Operating System: Both Debian GNU/Linux and Gentoo Linux Latest working: Any kernel compiled for i386 (x86) works fine yet 2.6.25/2.6.26 fail miserably when x86_64 More information over at -- http://bugs.gentoo.org/show_bug.cgi?id=232857 Board is an Intel D945GCLF with Atom 230, 1 x 2GB DIMM of DDR2, 2 x 100GB SATA. Will attach kernel configurations for working 2.6.26 kernel (x86) and the configuration for our amd64 kernel which fails to acquire DHCP lease, plus output from the boot sequence of the box on both kernels. Our environment is pretty simple. Network boot a box via PXE and send kernel via TFTP then mount "rescue environment" (simple nfsroot) as root filesystem. From there we do recovery stuff and operating system installations. Happy to take any suggestions or patches and test them out.
Created attachment 16967 [details] kernel configuration, 2.6.26 (x86_64)
Created attachment 16968 [details] boot output, 2.6.26 (x86_64)
Created attachment 16969 [details] kernel configuration, 2.6.26 (x86)
Created attachment 16970 [details] boot output, 2.6.26 (x86_64)

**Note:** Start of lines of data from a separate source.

use super::*;
use tokio::io::{AsyncBufReadExt, BufReader};
use tokio::net::TcpListener;
use tokio::time::{Duration, Instant, timeout};

const IO_TIMEOUT: Duration = Duration::from_millis(500);

#[tokio::test]
async fn udp_forwards_one_datagram_per_message() {
    let receiver = UdpSocket::bind("127.0.0.1:0").await.unwrap();
    let addr = receiver.local_addr().unwrap().to_string();
    let control = SocketControl::spawn(Transport::Udp, addr, 16, IO_TIMEOUT);

    control.send("aag note BOWLING");
    control.send("hello");

    let mut buf = [0u8; 256];
    let n = timeout(Duration::from_secs(1), receiver.recv(&mut buf))
        .await
        .expect("first datagram timed out")
        .unwrap();
    assert_eq!(&buf[..n], b"aag note BOWLING");
    let n = timeout(Duration::from_secs(1), receiver.recv(&mut buf))
        .await
        .expect("second datagram timed out")
        .unwrap();
    assert_eq!(&buf[..n], b"hello");
}

#[tokio::test]
async fn tcp_forwards_newline_terminated_lines_in_order() {
    let listener = TcpListener::bind("127.0.0.1:0").await.unwrap();
    let addr = listener.local_addr().unwrap().to_string();
    let control = SocketControl::spawn(Transport::Tcp, addr, 16, IO_TIMEOUT);

    control.send("first");
    control.send("aag note BOWLING");

    let (stream, _) = timeout(Duration::from_secs(1), listener.accept())
        .await
        .expect("accept timed out")
        .unwrap();
    let mut lines = BufReader::new(stream).lines();
    let first = timeout(Duration::from_secs(1), lines.next_line()).await.unwrap().unwrap();
    let second = timeout(Duration::from_secs(1), lines.next_line()).await.unwrap().unwrap();
    assert_eq!(first.as_deref(), Some("first"));
    assert_eq!(second.as_deref(), Some("aag note BOWLING"));
}

#[tokio::test]
async fn unreachable_tcp_target_drops_messages_and_keeps_worker_alive() {
    let listener = TcpListener::bind("127.0.0.1:0").await.unwrap();
    let addr = listener.local_addr().unwrap().to_string();
    drop(listener);

    let (control, worker) = SocketControl::spawn_with_worker(Transport::Tcp, addr, 16, IO_TIMEOUT);
    control.send("lost one");
    control.send("lost two");
    tokio::time::sleep(Duration::from_millis(50)).await;
    assert!(!worker.is_finished());

    drop(control);
    timeout(Duration::from_secs(1), worker)
        .await
        .expect("worker should stop once the queue closes")
        .unwrap();
}

#[tokio::test]
async fn refused_tcp_target_reconnects_on_next_message() {
    let listener = TcpListener::bind("127.0.0.1:0").await.unwrap();
    let addr = listener.local_addr().unwrap();
    drop(listener);

    let control = SocketControl::spawn(Transport::Tcp, addr.to_string(), 16, IO_TIMEOUT);
    control.send("lost");
    let deadline = Instant::now() + Duration::from_secs(1);
    while control.tx.capacity() < 16 && Instant::now() < deadline {
        tokio::time::sleep(Duration::from_millis(5)).await;
    }
    tokio::time::sleep(Duration::from_millis(50)).await;

    let listener = TcpListener::bind(addr).await.unwrap();
    control.send("after");

    let (stream, _) = timeout(Duration::from_secs(1), listener.accept())
        .await
        .expect("reconnect timed out")
        .unwrap();
    let mut lines = BufReader::new(stream).lines();
    let line = timeout(Duration::from_secs(1), lines.next_line()).await.unwrap().unwrap();
    assert_eq!(line.as_deref(), Some("after"));
}

#[tokio::test]
async fn stalled_tcp_peer_times_out_and_queue_keeps_draining() {
    // Accepts connections but never reads, so large writes cannot complete.
    let listener = TcpListener::bind("127.0.0.1:0").await.unwrap();
    let addr = listener.local_addr().unwrap().to_string();
    let mut held = Vec::new();

    let control = SocketControl::spawn(Transport::Tcp, addr, 4, Duration::from_millis(100));
    let big = "x".repeat(16 * 1024 * 1024);
    for _ in 0..4 {
        control.send(&big);
    }

    let deadline = Instant::now() + Duration::from_secs(5);
    while control.tx.capacity() < 4 && Instant::now() < deadline {
        if let Ok(Ok((stream, _))) = timeout(Duration::from_millis(10), listener.accept()).await {
            held.push(stream);
        }
    }
    assert_eq!(control.tx.capacity(), 4, "worker should drain the queue past a stalled peer");
    assert!(!held.is_empty());
}

#[test]
fn timeout_error_names_the_limit() {
    let err = ControlError::Timeout(Duration::from_millis(100));
    assert_eq!(err.to_string(), "control socket timed out after 100ms");
}

#[tokio::test]
async fn send_after_worker_stopped_does_not_panic() {
    let (tx, rx) = mpsc::channel::<String>(1);
    drop(rx);
    let control = SocketControl { tx, addr: "127.0.0.1:1".into() };
    control.send("nobody listening");
}

#[tokio::test]
async fn full_queue_drops_instead_of_blocking() {
    let (tx, mut rx) = mpsc::channel::<String>(1);
    let control = SocketControl { tx, addr: "127.0.0.1:1".into() };

    control.send("kept");
    control.send("dropped");

    assert_eq!(rx.recv().await.as_deref(), Some("kept"));
    assert!(rx.try_recv().is_err());
}
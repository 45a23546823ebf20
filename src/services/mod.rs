//! Relay services used by the websocket and HTTP routes.
//!
//! ARCHITECTURE
//! ============
//! Service modules own the relay's rules: connection bookkeeping, the shared
//! activity, command classification, and per-message dispatch. Route
//! handlers stay focused on protocol translation.

pub mod activity;
pub mod command;
pub mod dispatch;
pub mod lifecycle;
pub mod registry;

Created attachment 16971 [details] hardware configuration taken from `lshw` on a working 32-bit installation of Debian Etch
2.6.26-git contains some 810{1/2} related changes. Can you give its r8169 driver a try ? -- Ueimor
Created attachment 16984 [details] boot output, 2.6.26-git (x86_64) To confirm I've pulled the latest with: git clone git://git.kernel.org/pub/scm/linux/kernel/git/torvalds/linux-2.6.git linux-2.6 It appears to get past the r8169 issue and *does* grab a DHCP lease which is significant progress but then we get a nasty trace involving SMP. Log attached. I'm going to try taking 2.6.26-release and merging your r8169 patches only rather than using the whole linux-2.6.git and see if that works?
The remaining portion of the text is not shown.